What is asked for is the whole listing, given again word for word.

**RECORD SET**
┏━━

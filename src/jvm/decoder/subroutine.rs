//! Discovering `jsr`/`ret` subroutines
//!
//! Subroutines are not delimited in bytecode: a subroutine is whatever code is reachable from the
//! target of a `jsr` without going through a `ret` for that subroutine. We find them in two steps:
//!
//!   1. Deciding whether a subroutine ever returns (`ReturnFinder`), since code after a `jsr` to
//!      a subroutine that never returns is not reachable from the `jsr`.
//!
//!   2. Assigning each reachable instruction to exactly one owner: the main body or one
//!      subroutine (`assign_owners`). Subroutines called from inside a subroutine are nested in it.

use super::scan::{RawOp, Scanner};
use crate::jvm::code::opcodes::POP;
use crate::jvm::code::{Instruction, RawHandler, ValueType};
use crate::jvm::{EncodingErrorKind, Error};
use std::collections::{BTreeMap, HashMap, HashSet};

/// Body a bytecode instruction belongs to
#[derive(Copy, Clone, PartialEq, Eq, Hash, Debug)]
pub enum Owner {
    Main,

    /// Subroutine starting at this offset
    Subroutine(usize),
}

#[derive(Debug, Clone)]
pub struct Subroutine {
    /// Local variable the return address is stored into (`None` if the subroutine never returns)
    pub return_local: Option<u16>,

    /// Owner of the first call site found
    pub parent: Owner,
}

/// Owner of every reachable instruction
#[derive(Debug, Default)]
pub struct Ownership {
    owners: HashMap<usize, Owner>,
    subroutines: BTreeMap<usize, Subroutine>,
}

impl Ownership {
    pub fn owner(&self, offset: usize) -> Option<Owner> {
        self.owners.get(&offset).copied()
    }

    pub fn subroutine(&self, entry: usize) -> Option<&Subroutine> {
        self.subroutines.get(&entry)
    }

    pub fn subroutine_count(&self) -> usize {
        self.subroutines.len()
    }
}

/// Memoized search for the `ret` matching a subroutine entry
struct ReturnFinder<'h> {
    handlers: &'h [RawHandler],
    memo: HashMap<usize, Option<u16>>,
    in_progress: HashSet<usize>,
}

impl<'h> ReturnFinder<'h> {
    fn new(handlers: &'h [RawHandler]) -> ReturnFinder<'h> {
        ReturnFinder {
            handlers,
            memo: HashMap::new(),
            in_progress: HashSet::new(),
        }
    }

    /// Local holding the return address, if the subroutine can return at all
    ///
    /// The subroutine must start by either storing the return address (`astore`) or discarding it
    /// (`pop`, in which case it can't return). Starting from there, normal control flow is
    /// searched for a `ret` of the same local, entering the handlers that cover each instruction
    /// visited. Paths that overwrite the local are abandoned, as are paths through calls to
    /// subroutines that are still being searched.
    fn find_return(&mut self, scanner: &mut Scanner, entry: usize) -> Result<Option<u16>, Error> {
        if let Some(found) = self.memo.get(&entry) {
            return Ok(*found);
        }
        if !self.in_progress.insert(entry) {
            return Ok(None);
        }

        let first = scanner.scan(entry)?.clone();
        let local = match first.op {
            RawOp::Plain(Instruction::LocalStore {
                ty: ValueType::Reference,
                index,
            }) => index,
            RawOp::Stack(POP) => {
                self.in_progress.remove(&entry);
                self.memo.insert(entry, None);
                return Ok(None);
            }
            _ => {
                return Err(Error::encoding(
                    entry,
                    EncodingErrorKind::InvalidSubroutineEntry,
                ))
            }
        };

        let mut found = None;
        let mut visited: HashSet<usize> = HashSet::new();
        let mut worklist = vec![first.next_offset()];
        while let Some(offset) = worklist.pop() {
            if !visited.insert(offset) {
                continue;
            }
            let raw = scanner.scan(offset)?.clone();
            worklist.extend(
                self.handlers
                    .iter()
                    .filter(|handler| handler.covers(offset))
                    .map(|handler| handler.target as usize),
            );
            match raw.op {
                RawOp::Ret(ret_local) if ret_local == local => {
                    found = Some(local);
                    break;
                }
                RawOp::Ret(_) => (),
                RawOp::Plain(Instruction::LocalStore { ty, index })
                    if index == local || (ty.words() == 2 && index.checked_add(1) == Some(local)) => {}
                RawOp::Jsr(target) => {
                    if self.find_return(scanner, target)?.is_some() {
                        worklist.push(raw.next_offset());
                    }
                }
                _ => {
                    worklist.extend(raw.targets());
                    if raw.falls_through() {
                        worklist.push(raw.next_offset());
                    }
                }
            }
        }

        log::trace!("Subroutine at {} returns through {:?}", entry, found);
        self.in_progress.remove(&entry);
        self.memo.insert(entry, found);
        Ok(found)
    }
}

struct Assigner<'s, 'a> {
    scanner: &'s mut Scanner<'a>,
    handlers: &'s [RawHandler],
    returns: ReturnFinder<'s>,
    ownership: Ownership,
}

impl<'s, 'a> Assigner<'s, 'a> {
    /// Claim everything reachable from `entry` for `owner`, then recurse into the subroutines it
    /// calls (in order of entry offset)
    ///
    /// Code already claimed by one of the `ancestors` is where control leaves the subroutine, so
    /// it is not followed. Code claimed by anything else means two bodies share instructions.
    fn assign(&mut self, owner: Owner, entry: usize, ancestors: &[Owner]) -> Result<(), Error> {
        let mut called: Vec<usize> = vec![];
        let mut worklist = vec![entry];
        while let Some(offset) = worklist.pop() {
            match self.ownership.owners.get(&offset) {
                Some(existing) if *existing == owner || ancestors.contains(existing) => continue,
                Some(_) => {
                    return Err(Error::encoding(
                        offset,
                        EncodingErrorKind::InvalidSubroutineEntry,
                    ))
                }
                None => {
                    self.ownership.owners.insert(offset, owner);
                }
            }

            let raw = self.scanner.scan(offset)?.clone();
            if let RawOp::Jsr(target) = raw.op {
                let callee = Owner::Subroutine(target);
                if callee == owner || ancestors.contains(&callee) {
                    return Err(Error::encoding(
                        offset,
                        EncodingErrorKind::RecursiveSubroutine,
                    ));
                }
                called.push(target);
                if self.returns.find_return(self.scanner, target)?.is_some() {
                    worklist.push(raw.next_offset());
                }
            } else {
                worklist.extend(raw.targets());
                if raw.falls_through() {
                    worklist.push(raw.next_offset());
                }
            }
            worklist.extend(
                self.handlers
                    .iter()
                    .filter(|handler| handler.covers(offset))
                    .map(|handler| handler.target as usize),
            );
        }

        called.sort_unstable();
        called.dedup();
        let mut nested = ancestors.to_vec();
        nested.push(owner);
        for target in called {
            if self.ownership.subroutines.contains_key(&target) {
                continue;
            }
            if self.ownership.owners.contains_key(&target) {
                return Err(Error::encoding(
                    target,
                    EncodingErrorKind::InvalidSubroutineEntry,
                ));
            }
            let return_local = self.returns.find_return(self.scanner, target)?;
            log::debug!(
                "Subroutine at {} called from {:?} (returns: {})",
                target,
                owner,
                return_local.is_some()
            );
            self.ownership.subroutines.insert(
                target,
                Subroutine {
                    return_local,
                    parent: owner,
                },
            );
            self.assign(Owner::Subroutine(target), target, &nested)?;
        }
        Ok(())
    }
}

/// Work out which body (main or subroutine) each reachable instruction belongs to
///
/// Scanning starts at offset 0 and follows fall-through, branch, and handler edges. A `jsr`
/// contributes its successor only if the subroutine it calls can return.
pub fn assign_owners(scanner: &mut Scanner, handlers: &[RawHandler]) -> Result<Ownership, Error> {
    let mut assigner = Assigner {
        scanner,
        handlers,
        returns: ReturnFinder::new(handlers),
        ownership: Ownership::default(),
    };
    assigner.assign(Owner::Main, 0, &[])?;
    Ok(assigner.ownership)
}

┗━━

**OUTPUT OF THE TASK**
filename src/jvm/decoder/subroutine.rs
//! Discovering `jsr`/`ret` subroutines
//!
//! Subroutines are not delimited in bytecode: a subroutine is whatever code is reachable from the
//! target of a `jsr` without going through a `ret` for that subroutine. We find them in two steps:
//!
//!   1. Deciding whether a subroutine ever returns (`ReturnFinder`), since code after a `jsr` to
//!      a subroutine that never returns is not reachable from the `jsr`.
//!
//!   2. Assigning each reachable instruction to exactly one owner: the main body or one
//!      subroutine (`assign_owners`). Subroutines called from inside a subroutine are nested in it.

use super::scan::{RawOp, Scanner};
use crate::jvm::code::opcodes::POP;
use crate::jvm::code::{Instruction, RawHandler, ValueType};
use crate::jvm::{EncodingErrorKind, Error};
use std::collections::{BTreeMap, HashMap, HashSet};

/// Body a bytecode instruction belongs to
#[derive(Copy, Clone, PartialEq, Eq, Hash, Debug)]
pub enum Owner {
    Main,

    /// Subroutine starting at this offset
    Subroutine(usize),
}

#[derive(Debug, Clone)]
pub struct Subroutine {
    /// Local variable the return address is stored into (`None` if the subroutine never returns)
    pub return_local: Option<u16>,

    /// Owner of the first call site found
    pub parent: Owner,
}

/// Owner of every reachable instruction
#[derive(Debug, Default)]
pub struct Ownership {
    owners: HashMap<usize, Owner>,
    subroutines: BTreeMap<usize, Subroutine>,
}

impl Ownership {
    pub fn owner(&self, offset: usize) -> Option<Owner> {
        self.owners.get(&offset).copied()
    }

    pub fn subroutine(&self, entry: usize) -> Option<&Subroutine> {
        self.subroutines.get(&entry)
    }

    pub fn subroutine_count(&self) -> usize {
        self.subroutines.len()
    }
}

/// Memoized search for the `ret` matching a subroutine entry
struct ReturnFinder<'h> {
    handlers: &'h [RawHandler],
    memo: HashMap<usize, Option<u16>>,
    in_progress: HashSet<usize>,
}

impl<'h> ReturnFinder<'h> {
    fn new(handlers: &'h [RawHandler]) -> ReturnFinder<'h> {
        ReturnFinder {
            handlers,
            memo: HashMap::new(),
            in_progress: HashSet::new(),
        }
    }

    /// Local holding the return address, if the subroutine can return at all
    ///
    /// The subroutine must start by either storing the return address (`astore`) or discarding it
    /// (`pop`, in which case it can't return). Starting from there, normal control flow is
    /// searched for a `ret` of the same local, entering the handlers that cover each instruction
    /// visited. Paths that overwrite the local are abandoned, as are paths through calls to
    /// subroutines that are still being searched.
    fn find_return(&mut self, scanner: &mut Scanner, entry: usize) -> Result<Option<u16>, Error> {
        if let Some(found) = self.memo.get(&entry) {
            return Ok(*found);
        }
        if !self.in_progress.insert(entry) {
            return Ok(None);
        }

        let first = scanner.scan(entry)?.clone();
        let local = match first.op {
            RawOp::Plain(Instruction::LocalStore {
                ty: ValueType::Reference,
                index,
            }) => index,
            RawOp::Stack(POP) => {
                self.in_progress.remove(&entry);
                self.memo.insert(entry, None);
                return Ok(None);
            }
            _ => {
                return Err(Error::encoding(
                    entry,
                    EncodingErrorKind::InvalidSubroutineEntry,
                ))
            }
        };

        let mut found = None;
        let mut visited: HashSet<usize> = HashSet::new();
        let mut worklist = vec![first.next_offset()];
        while let Some(offset) = worklist.pop() {
            if !visited.insert(offset) {
                continue;
            }
            let raw = scanner.scan(offset)?.clone();
            worklist.extend(
                self.handlers
                    .iter()
                    .filter(|handler| handler.covers(offset))
                    .map(|handler| handler.target as usize),
            );
            match raw.op {
                RawOp::Ret(ret_local) if ret_local == local => {
                    found = Some(local);
                    break;
                }
                RawOp::Ret(_) => (),
                RawOp::Plain(Instruction::LocalStore { ty, index })
                    if index == local || (ty.words() == 2 && index.checked_add(1) == Some(local)) => {}
                RawOp::Jsr(target) => {
                    if self.find_return(scanner, target)?.is_some() {
                        worklist.push(raw.next_offset());
                    }
                }
                _ => {
                    worklist.extend(raw.targets());
                    if raw.falls_through() {
                        worklist.push(raw.next_offset());
                    }
                }
            }
        }

        log::trace!("Subroutine at {} returns through {:?}", entry, found);
        self.in_progress.remove(&entry);
        self.memo.insert(entry, found);
        Ok(found)
    }
}

struct Assigner<'s, 'a> {
    scanner: &'s mut Scanner<'a>,
    handlers: &'s [RawHandler],
    returns: ReturnFinder<'s>,
    ownership: Ownership,
}

impl<'s, 'a> Assigner<'s, 'a> {
    /// Claim everything reachable from `entry` for `owner`, then recurse into the subroutines it
    /// calls (in order of entry offset)
    ///
    /// Code already claimed by one of the `ancestors` is where control leaves the subroutine, so
    /// it is not followed. Code claimed by anything else means two bodies share instructions.
    fn assign(&mut self, owner: Owner, entry: usize, ancestors: &[Owner]) -> Result<(), Error> {
        let mut called: Vec<usize> = vec![];
        let mut worklist = vec![entry];
        while let Some(offset) = worklist.pop() {
            match self.ownership.owners.get(&offset) {
                Some(existing) if *existing == owner || ancestors.contains(existing) => continue,
                Some(_) => {
                    return Err(Error::encoding(
                        offset,
                        EncodingErrorKind::InvalidSubroutineEntry,
                    ))
                }
                None => {
                    self.ownership.owners.insert(offset, owner);
                }
            }

            let raw = self.scanner.scan(offset)?.clone();
            if let RawOp::Jsr(target) = raw.op {
                let callee = Owner::Subroutine(target);
                if callee == owner || ancestors.contains(&callee) {
                    return Err(Error::encoding(
                        offset,
                        EncodingErrorKind::RecursiveSubroutine,
                    ));
                }
                called.push(target);
                if self.returns.find_return(self.scanner, target)?.is_some() {
                    worklist.push(raw.next_offset());
                }
            } else {
                worklist.extend(raw.targets());
                if raw.falls_through() {
                    worklist.push(raw.next_offset());
                }
            }
            worklist.extend(
                self.handlers
                    .iter()
                    .filter(|handler| handler.covers(offset))
                    .map(|handler| handler.target as usize),
            );
        }

        called.sort_unstable();
        called.dedup();
        let mut nested = ancestors.to_vec();
        nested.push(owner);
        for target in called {
            if self.ownership.subroutines.contains_key(&target) {
                continue;
            }
            if self.ownership.owners.contains_key(&target) {
                return Err(Error::encoding(
                    target,
                    EncodingErrorKind::InvalidSubroutineEntry,
                ));
            }
            let return_local = self.returns.find_return(self.scanner, target)?;
            log::debug!(
                "Subroutine at {} called from {:?} (returns: {})",
                target,
                owner,
                return_local.is_some()
            );
            self.ownership.subroutines.insert(
                target,
                Subroutine {
                    return_local,
                    parent: owner,
                },
            );
            self.assign(Owner::Subroutine(target), target, &nested)?;
        }
        Ok(())
    }
}

/// Work out which body (main or subroutine) each reachable instruction belongs to
///
/// Scanning starts at offset 0 and follows fall-through, branch, and handler edges. A `jsr`
/// contributes its successor only if the subroutine it calls can return.
pub fn assign_owners(scanner: &mut Scanner, handlers: &[RawHandler]) -> Result<Ownership, Error> {
    let mut assigner = Assigner {
        scanner,
        handlers,
        returns: ReturnFinder::new(handlers),
        ownership: Ownership::default(),
    };
    assigner.assign(Owner::Main, 0, &[])?;
    Ok(assigner.ownership)
}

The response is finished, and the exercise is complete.